*** Data extract
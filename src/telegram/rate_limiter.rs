//! Rate limiter for outgoing messages.
//!
//! Spaces replies out by a minimum interval and holds every sender back
//! while a Telegram flood wait is in effect.

use std::time::{Duration, Instant};

use tokio::sync::Mutex;
use tracing::{debug, warn};

/// Rate limiter that enforces minimum intervals between sends.
#[derive(Debug)]
pub struct RateLimiter {
    /// Minimum duration between allowed sends.
    min_interval: Duration,

    /// Earliest instant the next send may go out.
    next_allowed: Mutex<Option<Instant>>,
}

impl RateLimiter {
    /// Creates a new rate limiter with the specified minimum interval.
    #[must_use]
    pub fn new(min_interval: Duration) -> Self {
        Self {
            min_interval,
            next_allowed: Mutex::new(None),
        }
    }

    /// Creates a rate limiter from milliseconds.
    #[must_use]
    pub fn from_millis(millis: u64) -> Self {
        Self::new(Duration::from_millis(millis))
    }

    /// Reserves the next send slot and waits until it arrives.
    ///
    /// Returns the duration waited (0 if no wait was needed).
    pub async fn wait_and_acquire(&self) -> Duration {
        let wait_duration = {
            let mut next = self.next_allowed.lock().await;
            let now = Instant::now();
            let slot = next.filter(|at| *at > now).unwrap_or(now);
            *next = Some(slot + self.min_interval);
            slot - now
        };

        if !wait_duration.is_zero() {
            debug!("Rate limiter: waiting {:?} before next send", wait_duration);
            tokio::time::sleep(wait_duration).await;
        }

        wait_duration
    }

    /// Returns the time remaining until the next send is allowed.
    pub async fn time_until_allowed(&self) -> Duration {
        let next = self.next_allowed.lock().await;
        next.map_or(Duration::ZERO, |at| {
            at.saturating_duration_since(Instant::now())
        })
    }

    /// Holds back all sends for the flood wait Telegram asked for.
    pub async fn handle_flood_wait(&self, wait_seconds: u32) {
        warn!(
            "Received flood wait from Telegram: {} seconds",
            wait_seconds
        );

        let until = Instant::now() + Duration::from_secs(u64::from(wait_seconds));
        let mut next = self.next_allowed.lock().await;
        if next.is_none_or(|at| at < until) {
            *next = Some(until);
        }
    }
}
******
Task details:
Lines holding the string "sends" are the answer; copy each one from the listing above.

Answer box:
/// Rate limiter that enforces minimum intervals between sends.
    /// Minimum duration between allowed sends.
    /// Holds back all sends for the flood wait Telegram asked for.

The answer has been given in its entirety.